« La mise en garde d’aimé Césaire (1913-2008) contre les dirigeants grisés par le pouvoir et l’argent est toujours d’actualité », affirme Soro N’golo Aboudou, auteur de « L’expression de la révolte dans le théâtre d’Aimé Césaire. La dédicace du livre a eu lieu le 19 juin 2021 à la Librairie Carrefour Siloé, à Cocody. Auteur d’une thèse de plus de 400 pages sur l’œuvre littéraire de l’un des pères de la négritude, l’auteur invite, à travers une version compressée (216 pages), à mieux comprendre et partager la vision de Césaire.
Pour lui, « la notion d’étape vers une indépendance totale et comme démarche politique dans la construction nationale », est d’actualité en Afrique. L’objectif idéologique de Césaire, explique-t-il, « n’a jamais été d’opposer des hommes à d’autres hommes, des frères à d’autres frères, des peuples à d’autres peuples, mais d’aboutir à une véritable liberté des peuples négro-africains, individuellement et collectivement ».
Commis à la présentation du bouquin, Eloi Noël Kouassi, indique que « le texte est aéré et écrit dans un style vif et incisif. Mais, atténué par un humour bienséant…». De façon idéologique, il souligne deux problématiques : celle relative à l’aliénation dans le théâtre de Césaire et l’intériorisation du complexe chez le nègre. Et d’affirmer : « l’assimilation du nègre, son humiliation, tout le tragique du héros, trouve sa source dans cette profonde philosophie raciste, négrophobe élaborée sciemment par ceux qui se sont donnés pour objectif la domination-subordination du monde noir… Le nègre vit, subit les brimades mais trouve comme rempart le formalisme nègre ».
L’auteur, à travers cette œuvre, touche à des questions très profondes comme la dépigmentation de la peau, mais considérées banales tant les Noirs s’y accommodent de nos jours. « Le mépris de sa peau et la volonté de la blanchir, le rejet de son identité pour une identité d’emprunt, le sentiment d’infériorité, la fascination qu’exerce la peau blanche sur le Noir », sont autant de faits qui doivent mener à l’érection d’une conscience noire, une politisation des masses qui passe par la révolte.
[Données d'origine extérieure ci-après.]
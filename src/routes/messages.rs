//! Message history, send, and presence routes.

use axum::extract::{Path, State};
use axum::http::StatusCode;
use axum::response::{IntoResponse, Json, Response};
use tracing::error;

use crate::model::{Message, MessageContent, PresenceView, UserId};
use crate::routes::auth::AuthUser;
use crate::services::messages::{self, SendError};
use crate::state::AppState;

/// `GET /api/messages/{partner}`: conversation history, oldest first.
pub async fn history(
    State(state): State<AppState>,
    auth: AuthUser,
    Path(partner): Path<String>,
) -> Result<Json<Vec<Message>>, StatusCode> {
    let partner = UserId::new(partner);
    messages::conversation(&state, &auth.id, &partner)
        .await
        .map(Json)
        .map_err(|e| {
            error!(user_id = %auth.id, %partner, error = %e, "messages: history query failed");
            StatusCode::INTERNAL_SERVER_ERROR
        })
}

/// `POST /api/messages/send/{receiver}`: persist then push. 201 even when
/// the receiver is offline.
pub async fn send(
    State(state): State<AppState>,
    auth: AuthUser,
    Path(receiver): Path<String>,
    Json(content): Json<MessageContent>,
) -> Response {
    let receiver = UserId::new(receiver);
    match messages::send_message(&state, &auth.id, &receiver, content).await {
        Ok(message) => (StatusCode::CREATED, Json(message)).into_response(),
        Err(e @ SendError::EmptyContent) => (StatusCode::BAD_REQUEST, e.to_string()).into_response(),
        Err(SendError::Store(_)) => (StatusCode::INTERNAL_SERVER_ERROR, "failed to store message").into_response(),
    }
}

/// `GET /api/presence`: current online set and its epoch.
pub async fn presence(State(state): State<AppState>, _auth: AuthUser) -> Json<PresenceView> {
    let (epoch, online) = state.registry.online_at_epoch();
    Json(PresenceView { online: online.into_iter().collect(), epoch })
}

#[cfg(test)]
#[path = "messages_test.rs"]
mod tests;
Pour l’auteur, le Noir à qui l’on a ravi la liberté n’est pas resté sans agir. Et les héros de Césaire (Christophe, Lumumba…) sont là pour en témoigner.
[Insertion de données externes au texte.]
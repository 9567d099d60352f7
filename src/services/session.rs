//! Connection session lifecycle.
//!
//! ARCHITECTURE
//! ============
//! One `Session` per transport connection, driven by the websocket task:
//!
//! ```text
//! Connecting --authenticate+activate--> Active --close--> Closing --> Closed
//!      \--------------- auth failure / early close ----------------> Closed
//! ```
//!
//! `activate` registers the connection handle with the presence registry
//! (broadcasting iff the identity newly came online). `close` unregisters
//! before teardown completes, so no broadcast can list a handle whose
//! transport is already gone. `close` is idempotent; disconnect signals can
//! fire more than once for one transport.
//!
//! Liveness: every inbound frame calls `touch`. The driver force-closes the
//! session when `idle_deadline` passes.

use std::fmt;
use std::time::Duration;

use tokio::time::Instant;
use tracing::info;
use uuid::Uuid;

use crate::model::UserId;
use crate::services::auth::{AuthError, ConnectionMetadata, IdentityResolver};
use crate::services::presence;
use crate::services::registry::{ConnectionHandle, PresenceRegistry, Registration, Unregistration};

#[derive(Debug, Clone, Copy, PartialEq, Eq)]
pub enum SessionPhase {
    Connecting,
    Active,
    Closing,
    Closed,
}

/// Why a session left `Active`.
#[derive(Debug, Clone, Copy, PartialEq, Eq)]
pub enum CloseReason {
    /// Client sent a close frame or the stream ended.
    ClientClosed,
    /// Read or write on the transport failed.
    TransportError,
    /// No inbound frame within the idle window.
    IdleTimeout,
    /// Server is shutting down.
    Shutdown,
}

impl fmt::Display for CloseReason {
    fn fmt(&self, f: &mut fmt::Formatter<'_>) -> fmt::Result {
        f.write_str(match self {
            Self::ClientClosed => "client_closed",
            Self::TransportError => "transport_error",
            Self::IdleTimeout => "idle_timeout",
            Self::Shutdown => "shutdown",
        })
    }
}

#[derive(Debug, thiserror::Error)]
pub enum SessionError {
    #[error("unauthenticated connection: {0}")]
    UnauthenticatedConnection(#[source] AuthError),
    #[error("session cannot go from {from:?} to {to:?}")]
    InvalidTransition { from: SessionPhase, to: SessionPhase },
}

impl crate::frame::ErrorCode for SessionError {
    fn error_code(&self) -> &'static str {
        match self {
            Self::UnauthenticatedConnection(_) => "E_UNAUTHENTICATED",
            Self::InvalidTransition { .. } => "E_SESSION_STATE",
        }
    }

    fn retryable(&self) -> bool {
        matches!(self, Self::UnauthenticatedConnection(AuthError::Database(_)))
    }
}

pub struct Session {
    phase: SessionPhase,
    identity: Option<UserId>,
    handle_id: Option<Uuid>,
    idle_timeout: Duration,
    last_seen: Instant,
}

impl Session {
    #[must_use]
    pub fn new(idle_timeout: Duration) -> Self {
        Self {
            phase: SessionPhase::Connecting,
            identity: None,
            handle_id: None,
            idle_timeout,
            last_seen: Instant::now(),
        }
    }

    #[must_use]
    pub fn phase(&self) -> SessionPhase {
        self.phase
    }

    #[must_use]
    pub fn identity(&self) -> Option<&UserId> {
        self.identity.as_ref()
    }

    #[must_use]
    pub fn handle_id(&self) -> Option<Uuid> {
        self.handle_id
    }

    /// Resolve the connection's identity. On failure the session is closed
    /// and must never be registered.
    ///
    /// # Errors
    ///
    /// `UnauthenticatedConnection` if the resolver rejects the metadata,
    /// `InvalidTransition` if the session is past `Connecting`.
    pub async fn authenticate(
        &mut self,
        resolver: &dyn IdentityResolver,
        metadata: &ConnectionMetadata,
    ) -> Result<UserId, SessionError> {
        self.expect_phase(SessionPhase::Connecting, SessionPhase::Connecting)?;
        match resolver.resolve(metadata).await {
            Ok(identity) => {
                self.identity = Some(identity.clone());
                Ok(identity)
            }
            Err(e) => {
                self.phase = SessionPhase::Closed;
                Err(SessionError::UnauthenticatedConnection(e))
            }
        }
    }

    /// Register `handle` under the resolved identity and go `Active`.
    ///
    /// # Errors
    ///
    /// `InvalidTransition` unless the session is `Connecting` with an identity.
    pub fn activate(&mut self, registry: &PresenceRegistry, handle: ConnectionHandle) -> Result<Registration, SessionError> {
        self.expect_phase(SessionPhase::Connecting, SessionPhase::Active)?;
        let Some(identity) = self.identity.clone() else {
            return Err(SessionError::InvalidTransition { from: self.phase, to: SessionPhase::Active });
        };

        self.handle_id = Some(handle.id());
        let registration = presence::connect(registry, &identity, handle);
        self.phase = SessionPhase::Active;
        self.touch();
        info!(%identity, handle_id = ?self.handle_id, "session: active");
        Ok(registration)
    }

    /// Record inbound activity.
    pub fn touch(&mut self) {
        self.last_seen = Instant::now();
    }

    /// Instant after which the session counts as idle.
    #[must_use]
    pub fn idle_deadline(&self) -> Instant {
        self.last_seen + self.idle_timeout
    }

    /// Tear the session down. Returns `true` only for the call that actually
    /// unregistered; later calls are no-ops.
    pub fn close(&mut self, registry: &PresenceRegistry, reason: CloseReason) -> bool {
        match self.phase {
            SessionPhase::Closed | SessionPhase::Closing => false,
            SessionPhase::Connecting => {
                self.phase = SessionPhase::Closed;
                false
            }
            SessionPhase::Active => {
                self.phase = SessionPhase::Closing;
                let unregistered = match (&self.identity, self.handle_id) {
                    (Some(identity), Some(handle_id)) => {
                        let outcome = presence::disconnect(registry, identity, handle_id);
                        info!(%identity, %handle_id, %reason, "session: closed");
                        !matches!(outcome, Unregistration::NotRegistered)
                    }
                    _ => false,
                };
                self.phase = SessionPhase::Closed;
                unregistered
            }
        }
    }

    fn expect_phase(&self, expected: SessionPhase, to: SessionPhase) -> Result<(), SessionError> {
        if self.phase == expected {
            Ok(())
        } else {
            Err(SessionError::InvalidTransition { from: self.phase, to })
        }
    }
}

#[cfg(test)]
#[path = "session_test.rs"]
mod tests;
Professeur Valy Sidibé, qui a assuré la présidence du travail scientifique, a remercié l’auteur qui a accepté « de mourir pour que l’autre naisse », en s’adonnant à l’exercice d’écriture. Rappelant une parole de son maître, il a averti que « la colonisation ne s’arrête jamais ». « L’aliénation n’est pas finie », insiste-t-il.
Sanou A.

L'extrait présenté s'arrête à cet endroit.